[Dataset entries]
>>
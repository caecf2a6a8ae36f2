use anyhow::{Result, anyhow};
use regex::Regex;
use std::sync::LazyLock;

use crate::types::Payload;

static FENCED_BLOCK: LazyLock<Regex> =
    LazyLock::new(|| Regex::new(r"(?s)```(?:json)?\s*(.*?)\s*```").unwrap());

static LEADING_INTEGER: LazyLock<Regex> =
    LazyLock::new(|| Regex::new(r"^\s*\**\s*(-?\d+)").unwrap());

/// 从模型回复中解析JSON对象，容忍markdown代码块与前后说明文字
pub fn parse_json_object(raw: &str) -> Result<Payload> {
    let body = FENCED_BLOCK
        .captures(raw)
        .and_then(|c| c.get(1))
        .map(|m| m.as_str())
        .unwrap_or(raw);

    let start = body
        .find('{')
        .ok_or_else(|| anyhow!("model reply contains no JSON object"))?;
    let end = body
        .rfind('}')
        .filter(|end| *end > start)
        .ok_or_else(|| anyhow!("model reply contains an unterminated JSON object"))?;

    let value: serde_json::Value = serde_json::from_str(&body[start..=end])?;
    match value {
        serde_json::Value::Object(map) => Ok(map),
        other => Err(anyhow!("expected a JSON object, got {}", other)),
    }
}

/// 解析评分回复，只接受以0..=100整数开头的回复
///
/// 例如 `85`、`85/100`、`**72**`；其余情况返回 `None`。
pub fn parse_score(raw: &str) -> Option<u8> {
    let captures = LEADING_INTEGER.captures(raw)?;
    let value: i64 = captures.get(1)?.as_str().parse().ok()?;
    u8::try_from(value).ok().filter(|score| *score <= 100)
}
<<
>>
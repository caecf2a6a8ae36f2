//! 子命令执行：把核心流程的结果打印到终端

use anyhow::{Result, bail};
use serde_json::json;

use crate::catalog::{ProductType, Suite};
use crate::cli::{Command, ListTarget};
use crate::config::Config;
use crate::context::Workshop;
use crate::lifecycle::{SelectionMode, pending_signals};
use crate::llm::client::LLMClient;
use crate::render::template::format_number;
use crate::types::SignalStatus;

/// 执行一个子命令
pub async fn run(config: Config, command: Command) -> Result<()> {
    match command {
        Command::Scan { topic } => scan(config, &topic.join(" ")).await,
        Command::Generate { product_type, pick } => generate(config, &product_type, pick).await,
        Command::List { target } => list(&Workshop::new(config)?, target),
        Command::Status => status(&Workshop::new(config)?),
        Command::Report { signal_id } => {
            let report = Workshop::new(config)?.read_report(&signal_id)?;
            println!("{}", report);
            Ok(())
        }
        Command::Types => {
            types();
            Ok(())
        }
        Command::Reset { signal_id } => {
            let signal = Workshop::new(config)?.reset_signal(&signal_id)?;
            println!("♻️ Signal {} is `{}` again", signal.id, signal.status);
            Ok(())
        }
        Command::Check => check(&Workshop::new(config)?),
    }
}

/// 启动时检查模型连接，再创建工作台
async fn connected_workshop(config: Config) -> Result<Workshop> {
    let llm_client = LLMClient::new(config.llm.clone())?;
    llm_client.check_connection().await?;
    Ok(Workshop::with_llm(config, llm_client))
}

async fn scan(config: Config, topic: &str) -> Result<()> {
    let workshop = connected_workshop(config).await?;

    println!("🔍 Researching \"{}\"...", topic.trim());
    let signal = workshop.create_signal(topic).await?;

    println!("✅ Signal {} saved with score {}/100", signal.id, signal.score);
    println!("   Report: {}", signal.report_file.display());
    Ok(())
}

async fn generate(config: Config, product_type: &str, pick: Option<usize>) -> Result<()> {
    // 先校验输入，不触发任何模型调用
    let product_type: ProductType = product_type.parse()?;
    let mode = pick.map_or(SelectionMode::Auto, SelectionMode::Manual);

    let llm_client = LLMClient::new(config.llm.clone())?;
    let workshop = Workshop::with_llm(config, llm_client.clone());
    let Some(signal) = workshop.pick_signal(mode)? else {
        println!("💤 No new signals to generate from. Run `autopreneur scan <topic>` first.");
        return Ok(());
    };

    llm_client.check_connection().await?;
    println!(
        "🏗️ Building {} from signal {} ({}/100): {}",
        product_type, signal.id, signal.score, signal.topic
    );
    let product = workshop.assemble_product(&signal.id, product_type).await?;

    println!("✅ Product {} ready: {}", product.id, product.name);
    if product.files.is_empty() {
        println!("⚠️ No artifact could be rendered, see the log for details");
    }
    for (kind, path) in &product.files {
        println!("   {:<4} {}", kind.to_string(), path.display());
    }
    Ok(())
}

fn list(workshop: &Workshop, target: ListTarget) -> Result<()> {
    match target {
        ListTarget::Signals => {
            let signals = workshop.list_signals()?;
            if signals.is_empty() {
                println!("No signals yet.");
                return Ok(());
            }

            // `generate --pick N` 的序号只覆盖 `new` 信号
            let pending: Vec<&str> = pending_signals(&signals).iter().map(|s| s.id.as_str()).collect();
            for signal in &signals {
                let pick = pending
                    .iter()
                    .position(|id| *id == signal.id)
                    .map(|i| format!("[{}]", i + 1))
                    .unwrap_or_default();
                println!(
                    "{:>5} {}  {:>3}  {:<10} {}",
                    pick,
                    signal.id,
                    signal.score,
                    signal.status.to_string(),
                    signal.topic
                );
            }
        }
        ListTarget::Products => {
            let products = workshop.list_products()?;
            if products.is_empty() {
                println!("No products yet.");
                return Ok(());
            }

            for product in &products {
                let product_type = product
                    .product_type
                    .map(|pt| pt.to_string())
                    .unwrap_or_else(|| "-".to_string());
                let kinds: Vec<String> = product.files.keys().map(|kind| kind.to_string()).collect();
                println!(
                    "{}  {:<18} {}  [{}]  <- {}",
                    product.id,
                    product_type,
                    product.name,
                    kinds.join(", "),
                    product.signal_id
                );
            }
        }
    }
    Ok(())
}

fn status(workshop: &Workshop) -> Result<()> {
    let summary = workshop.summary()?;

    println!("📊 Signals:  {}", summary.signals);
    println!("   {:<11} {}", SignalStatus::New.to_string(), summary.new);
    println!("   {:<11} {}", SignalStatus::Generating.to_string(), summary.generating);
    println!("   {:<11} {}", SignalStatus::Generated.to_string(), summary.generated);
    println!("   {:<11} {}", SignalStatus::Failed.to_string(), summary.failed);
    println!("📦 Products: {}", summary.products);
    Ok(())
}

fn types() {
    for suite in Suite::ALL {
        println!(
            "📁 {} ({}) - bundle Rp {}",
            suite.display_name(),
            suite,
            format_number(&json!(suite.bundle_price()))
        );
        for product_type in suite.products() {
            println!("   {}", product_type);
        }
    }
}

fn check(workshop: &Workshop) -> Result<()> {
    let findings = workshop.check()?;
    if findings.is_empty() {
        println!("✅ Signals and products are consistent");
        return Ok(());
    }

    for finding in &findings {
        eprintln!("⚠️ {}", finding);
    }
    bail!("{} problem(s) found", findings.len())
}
<<
>>
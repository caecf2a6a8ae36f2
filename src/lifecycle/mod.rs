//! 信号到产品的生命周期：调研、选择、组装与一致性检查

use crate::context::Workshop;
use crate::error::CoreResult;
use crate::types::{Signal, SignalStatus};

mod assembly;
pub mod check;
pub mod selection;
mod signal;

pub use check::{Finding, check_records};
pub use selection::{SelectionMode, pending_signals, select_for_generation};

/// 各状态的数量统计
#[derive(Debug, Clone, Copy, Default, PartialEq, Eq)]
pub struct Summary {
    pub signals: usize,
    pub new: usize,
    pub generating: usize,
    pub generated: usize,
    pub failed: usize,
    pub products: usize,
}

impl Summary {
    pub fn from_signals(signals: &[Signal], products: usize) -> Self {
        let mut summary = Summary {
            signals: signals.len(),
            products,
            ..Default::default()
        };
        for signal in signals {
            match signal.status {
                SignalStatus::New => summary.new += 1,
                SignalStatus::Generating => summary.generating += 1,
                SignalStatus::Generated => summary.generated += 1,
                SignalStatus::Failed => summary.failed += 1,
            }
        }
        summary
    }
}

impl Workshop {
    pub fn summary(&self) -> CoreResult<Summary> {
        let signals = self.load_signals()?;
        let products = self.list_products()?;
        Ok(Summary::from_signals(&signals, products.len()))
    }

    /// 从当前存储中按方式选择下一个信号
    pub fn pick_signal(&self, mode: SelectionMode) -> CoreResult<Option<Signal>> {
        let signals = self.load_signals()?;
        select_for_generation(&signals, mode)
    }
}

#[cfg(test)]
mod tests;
<<
• [The problem]: Whenever a line in the entries above includes the word "topic", pull that line out.

• [Exercise response]:
        Command::Scan { topic } => scan(config, &topic.join(" ")).await,
async fn scan(config: Config, topic: &str) -> Result<()> {
    println!("🔍 Researching \"{}\"...", topic.trim());
    let signal = workshop.create_signal(topic).await?;
        println!("💤 No new signals to generate from. Run `autopreneur scan <topic>` first.");
        product_type, signal.id, signal.score, signal.topic
                    signal.topic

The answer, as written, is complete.